Cargo Noir

Days of Wonder
2-5 players, 30-90 minutes
designed by Serge Laget
reviewed by John Butitta

Cargo Noir is a 2 to 5 person game by Serge Laget. Each player heads of a gang of smugglers whose goal is to collect sets of illicit goods which they turn into the luxury items that give Victory Points. The game is listed at 60 minutes but our games have been closer to 75 to 80 minutes.

The game board is a central square that represents Macao with smaller surrounding panels that portray other ports, such as New York, Hong Kong, Panama or Rio de Janeiro. The outside panels are two sided. Which side is face up depends on the number of players. The ports have spaces for 1 to 4 available goods tiles. There are 14 tiles in each of nine types of goods plus
one wild card tile for each player. To start the game, goods tiles are drawn randomly out of an included bag and placed on the available spaces on the ports in the outer ring.

Each player starts with 3 ships, 7 coins and a warehouse with spaces for 6 collected goods. A player’s turn consists of 3 parts:

1) resolving the collection status at each port where they have a ship,
2) turning in sets of goods for victory point cards (luxury goods cards)
3) sending out their ships again.

To understand the game, it easiest to look at the turn in reverse order. On turn 1, the first 2 phases don’t apply as players have no ships on the board, so each player starts with phase 3 – sending ships out to the port spaces. A player can place one of their 3 ships on any of the ports on the outer ring of the board. If no opponent’s ships are present, the player can place a ship and, if they choose, any number of coins under the ship. If opponents’ ships are present, then the player must place at least one more coin under their ship than the current highest number of coins under another player’s ship.

Starting in a player’s second turn, all 3 phases are performed in order. In phase 1, each location where a player has a ship is checked. For ports on the outer ring, if they have the highest number of coins under their ship, the player claims all the goods, takes their ship back and the coins under the ship go to the bank. Any other players with ships there take them and any coins back
to their warehouse. Replacement goods tiles are then drawn randomly to restock the port.

However, if the player doesn’t have the highest number of coins under their ship, the player must either add enough coins to beat the highest total by at least one or withdraw. If a player withdraws, they take their ship and coins back to their warehouse.
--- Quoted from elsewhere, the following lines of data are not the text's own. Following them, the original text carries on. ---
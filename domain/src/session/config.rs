//! Provider configuration value objects

use serde::{Deserialize, Serialize};

pub const DEFAULT_MODEL: &str = "claude-sonnet-4-20250514";
pub const DEFAULT_MAX_TOKENS: u32 = 4096;
pub const DEFAULT_TEMPERATURE: f32 = 0.7;
pub const DEFAULT_BASE_URL: &str = "https://api.anthropic.com";
pub const DEFAULT_API_VERSION: &str = "2023-06-01";

/// Resolved settings for talking to the provider.
#[derive(Clone, PartialEq, Serialize, Deserialize)]
pub struct ProviderConfig {
    pub api_key: String,
    pub model: String,
    pub max_tokens: u32,
    pub temperature: f32,
    pub base_url: String,
    pub api_version: String,
}

impl ProviderConfig {
    pub fn new(api_key: impl Into<String>) -> Self {
        Self {
            api_key: api_key.into(),
            model: DEFAULT_MODEL.to_string(),
            max_tokens: DEFAULT_MAX_TOKENS,
            temperature: DEFAULT_TEMPERATURE,
            base_url: DEFAULT_BASE_URL.to_string(),
            api_version: DEFAULT_API_VERSION.to_string(),
        }
    }

    pub fn with_model(mut self, model: impl Into<String>) -> Self {
        self.model = model.into();
        self
    }

    pub fn with_base_url(mut self, base_url: impl Into<String>) -> Self {
        self.base_url = base_url.into();
        self
    }

    pub fn has_api_key(&self) -> bool {
        !self.api_key.trim().is_empty()
    }

    /// Overlay the fields set in `patch`.
    pub fn merged(&self, patch: &ProviderConfigPatch) -> Self {
        Self {
            api_key: patch.api_key.clone().unwrap_or_else(|| self.api_key.clone()),
            model: patch.model.clone().unwrap_or_else(|| self.model.clone()),
            max_tokens: patch.max_tokens.unwrap_or(self.max_tokens),
            temperature: patch.temperature.unwrap_or(self.temperature),
            base_url: patch.base_url.clone().unwrap_or_else(|| self.base_url.clone()),
            api_version: patch
                .api_version
                .clone()
                .unwrap_or_else(|| self.api_version.clone()),
        }
    }
}

impl Default for ProviderConfig {
    fn default() -> Self {
        Self::new("")
    }
}

impl std::fmt::Debug for ProviderConfig {
    fn fmt(&self, f: &mut std::fmt::Formatter<'_>) -> std::fmt::Result {
        f.debug_struct("ProviderConfig")
            .field("api_key", &redact(&self.api_key))
            .field("model", &self.model)
            .field("max_tokens", &self.max_tokens)
            .field("temperature", &self.temperature)
            .field("base_url", &self.base_url)
            .field("api_version", &self.api_version)
            .finish()
    }
}

/// A partial configuration, e.g. a key typed into a settings form.
#[derive(Debug, Clone, Default, PartialEq, Serialize, Deserialize)]
pub struct ProviderConfigPatch {
    pub api_key: Option<String>,
    pub model: Option<String>,
    pub max_tokens: Option<u32>,
    pub temperature: Option<f32>,
    pub base_url: Option<String>,
    pub api_version: Option<String>,
}

impl ProviderConfigPatch {
    pub fn with_api_key(mut self, api_key: impl Into<String>) -> Self {
        self.api_key = Some(api_key.into());
        self
    }

    pub fn with_model(mut self, model: impl Into<String>) -> Self {
        self.model = Some(model.into());
        self
    }
}

/// Mask all but the last four characters of a secret.
pub fn redact(secret: &str) -> String {
    let count = secret.chars().count();
    if count <= 4 {
        return "*".repeat(count);
    }
    let tail: String = secret.chars().skip(count - 4).collect();
    format!("{}{}", "*".repeat(8), tail)
}

#[cfg(test)]
mod tests {
    use super::*;

    #[test]
    fn test_patch_overlays_only_set_fields() {
        let base = ProviderConfig::new("sk-base").with_model("claude-a");
        let merged = base.merged(&ProviderConfigPatch::default().with_api_key("sk-new"));
        assert_eq!(merged.api_key, "sk-new");
        assert_eq!(merged.model, "claude-a");
        assert_eq!(merged.max_tokens, DEFAULT_MAX_TOKENS);
    }

    #[test]
    fn test_debug_redacts_api_key() {
        let config = ProviderConfig::new("sk-ant-secret-1234");
        let debug = format!("{:?}", config);
        assert!(!debug.contains("secret"));
        assert!(debug.contains("********1234"));
        assert!(!ProviderConfig::default().has_api_key());
    }
}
As this is done one port at a time in any order, a player could use coins from one area from which they withdrew to add to
another area where they want to exceed the coins committed by an opponent.

Macao, the central board, is special. It has two locations, the Casino and the Market. There is no competition at Macao. Any number of players can place any number of ships at either or both of the two locations. At the Casino, a player earns 2 coins for each of their ships present. At the market, there are always 6 goods available. For each of their ships present, a player can either
switch one good from their warehouse for a good available or draw a random good from the bag. After each action at either location, the player moves their ship back to the warehouse card.

Phase 2 starts once the status of the each ship is resolved. In phase 2, players can turn in sets of goods for Luxury (Victory point) cards. These cards come in 3 types: Smuggler’s Edge, common Luxury cards and unique Luxury cards. The 3 Smuggler’s edge cards, the Syndicate, the Warehouse expansion and the Cargo ship, cost either 10 and 15, are worth 5 victory points and each gives a special advantage. The Syndicate gives a player 2 extra coins each type they
withdraw from an area. The Warehouse card adds 2 extra storage spaces. The Cargo ship gives an additional ship. There are 8 of each and a player is limited to owning 2 of each type.

The 3 types of common luxuries, the Villa, the Yacht and the Dive Bar, cost either 15, 20 or 25 and are worth the same number of victory points. They have no other value. There are 6 of each and players are not limited to how many they can own. The 7 unique luxury cards cost 30 to 81 and return an increasing number of victory points as the price goes up with the 30 point card
worth 30 vps and the 81 cost card worth 90 vps.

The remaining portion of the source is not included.